[Task prompt]: Within these entries, which lines include the string "build"? Copy each one.

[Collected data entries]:
● ● ● ●
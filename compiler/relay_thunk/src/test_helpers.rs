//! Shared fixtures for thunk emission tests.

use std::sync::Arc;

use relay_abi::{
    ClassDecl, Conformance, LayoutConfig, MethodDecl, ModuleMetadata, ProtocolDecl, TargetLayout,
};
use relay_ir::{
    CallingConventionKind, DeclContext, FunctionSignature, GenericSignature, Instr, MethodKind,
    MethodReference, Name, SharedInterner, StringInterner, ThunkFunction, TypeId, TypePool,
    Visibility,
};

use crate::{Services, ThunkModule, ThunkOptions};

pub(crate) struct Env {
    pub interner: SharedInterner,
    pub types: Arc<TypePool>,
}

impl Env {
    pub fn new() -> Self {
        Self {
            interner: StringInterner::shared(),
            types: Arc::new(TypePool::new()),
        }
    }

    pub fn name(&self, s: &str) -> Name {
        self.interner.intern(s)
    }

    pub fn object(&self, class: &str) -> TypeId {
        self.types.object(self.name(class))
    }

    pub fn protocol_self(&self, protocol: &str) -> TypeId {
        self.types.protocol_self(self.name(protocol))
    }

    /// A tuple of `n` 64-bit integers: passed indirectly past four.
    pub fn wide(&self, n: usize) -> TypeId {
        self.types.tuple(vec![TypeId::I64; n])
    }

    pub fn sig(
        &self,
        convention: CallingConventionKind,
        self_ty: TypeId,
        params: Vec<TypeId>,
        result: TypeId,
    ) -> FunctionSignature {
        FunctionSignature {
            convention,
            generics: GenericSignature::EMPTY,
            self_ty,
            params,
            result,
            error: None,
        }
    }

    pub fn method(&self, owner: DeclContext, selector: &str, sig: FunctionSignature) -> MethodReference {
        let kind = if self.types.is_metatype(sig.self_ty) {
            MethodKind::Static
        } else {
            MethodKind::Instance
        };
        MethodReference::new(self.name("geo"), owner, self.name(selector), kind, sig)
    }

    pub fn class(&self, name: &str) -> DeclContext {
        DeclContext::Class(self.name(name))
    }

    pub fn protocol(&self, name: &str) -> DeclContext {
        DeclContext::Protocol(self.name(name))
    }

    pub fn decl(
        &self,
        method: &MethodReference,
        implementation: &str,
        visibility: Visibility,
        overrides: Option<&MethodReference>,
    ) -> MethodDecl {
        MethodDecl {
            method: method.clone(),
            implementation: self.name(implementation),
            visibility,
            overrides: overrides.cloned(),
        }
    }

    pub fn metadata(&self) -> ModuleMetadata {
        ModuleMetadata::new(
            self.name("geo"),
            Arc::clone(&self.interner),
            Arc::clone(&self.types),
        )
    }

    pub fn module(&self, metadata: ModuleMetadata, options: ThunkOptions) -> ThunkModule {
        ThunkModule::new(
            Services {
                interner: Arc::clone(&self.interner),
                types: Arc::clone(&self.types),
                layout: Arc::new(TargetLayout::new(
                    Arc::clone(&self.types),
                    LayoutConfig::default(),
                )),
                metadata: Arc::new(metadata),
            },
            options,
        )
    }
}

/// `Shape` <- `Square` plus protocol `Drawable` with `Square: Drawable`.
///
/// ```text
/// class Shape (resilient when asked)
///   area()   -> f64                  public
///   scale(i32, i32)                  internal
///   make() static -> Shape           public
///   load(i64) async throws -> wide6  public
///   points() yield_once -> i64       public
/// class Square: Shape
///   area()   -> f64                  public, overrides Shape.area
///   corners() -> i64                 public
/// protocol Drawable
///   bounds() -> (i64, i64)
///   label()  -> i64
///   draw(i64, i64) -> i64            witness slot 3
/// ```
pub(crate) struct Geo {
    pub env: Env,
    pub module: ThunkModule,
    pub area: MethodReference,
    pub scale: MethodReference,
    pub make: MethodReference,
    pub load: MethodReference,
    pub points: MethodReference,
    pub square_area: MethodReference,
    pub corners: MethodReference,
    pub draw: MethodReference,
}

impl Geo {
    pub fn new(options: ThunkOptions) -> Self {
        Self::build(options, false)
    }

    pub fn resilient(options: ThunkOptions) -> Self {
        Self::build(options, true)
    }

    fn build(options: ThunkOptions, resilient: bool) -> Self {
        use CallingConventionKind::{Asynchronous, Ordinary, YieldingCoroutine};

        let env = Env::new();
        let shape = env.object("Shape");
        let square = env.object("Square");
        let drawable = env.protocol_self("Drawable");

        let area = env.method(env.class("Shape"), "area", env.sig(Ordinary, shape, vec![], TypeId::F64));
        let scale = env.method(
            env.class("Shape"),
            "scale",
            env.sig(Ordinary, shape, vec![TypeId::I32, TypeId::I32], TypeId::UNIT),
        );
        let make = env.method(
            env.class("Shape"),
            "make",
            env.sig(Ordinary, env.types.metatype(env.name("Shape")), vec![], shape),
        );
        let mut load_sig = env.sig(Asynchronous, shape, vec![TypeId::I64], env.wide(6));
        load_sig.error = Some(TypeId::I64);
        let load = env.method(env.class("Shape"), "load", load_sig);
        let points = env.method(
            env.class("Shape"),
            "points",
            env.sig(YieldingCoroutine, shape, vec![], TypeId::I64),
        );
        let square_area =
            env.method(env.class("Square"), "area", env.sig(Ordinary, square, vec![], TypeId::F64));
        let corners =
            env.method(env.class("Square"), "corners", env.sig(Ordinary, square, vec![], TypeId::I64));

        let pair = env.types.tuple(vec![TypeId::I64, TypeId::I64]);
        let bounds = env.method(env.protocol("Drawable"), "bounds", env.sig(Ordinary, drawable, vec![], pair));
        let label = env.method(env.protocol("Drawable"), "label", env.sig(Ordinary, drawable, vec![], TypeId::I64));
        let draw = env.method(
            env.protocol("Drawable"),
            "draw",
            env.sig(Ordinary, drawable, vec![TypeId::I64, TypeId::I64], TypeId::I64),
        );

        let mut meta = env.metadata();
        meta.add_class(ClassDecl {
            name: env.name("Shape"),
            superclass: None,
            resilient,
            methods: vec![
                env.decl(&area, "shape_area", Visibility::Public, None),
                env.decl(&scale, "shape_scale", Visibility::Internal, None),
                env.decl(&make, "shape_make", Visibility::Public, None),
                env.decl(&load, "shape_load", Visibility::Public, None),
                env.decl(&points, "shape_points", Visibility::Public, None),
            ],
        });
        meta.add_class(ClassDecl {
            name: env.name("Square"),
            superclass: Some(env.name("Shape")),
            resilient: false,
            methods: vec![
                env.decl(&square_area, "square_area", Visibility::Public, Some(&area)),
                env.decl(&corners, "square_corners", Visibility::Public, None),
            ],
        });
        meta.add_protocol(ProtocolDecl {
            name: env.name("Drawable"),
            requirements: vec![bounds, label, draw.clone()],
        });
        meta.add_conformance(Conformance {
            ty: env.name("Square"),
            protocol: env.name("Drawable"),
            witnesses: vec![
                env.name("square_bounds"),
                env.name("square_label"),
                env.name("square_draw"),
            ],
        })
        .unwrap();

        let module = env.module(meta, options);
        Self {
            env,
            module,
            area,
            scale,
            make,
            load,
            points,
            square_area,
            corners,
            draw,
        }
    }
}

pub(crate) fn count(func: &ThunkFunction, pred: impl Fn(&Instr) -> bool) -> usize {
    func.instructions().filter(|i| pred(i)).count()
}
● ● ● ●
[Output of the exercise]:
        Self::build(options, false)
        Self::build(options, true)
    fn build(options: ThunkOptions, resilient: bool) -> Self {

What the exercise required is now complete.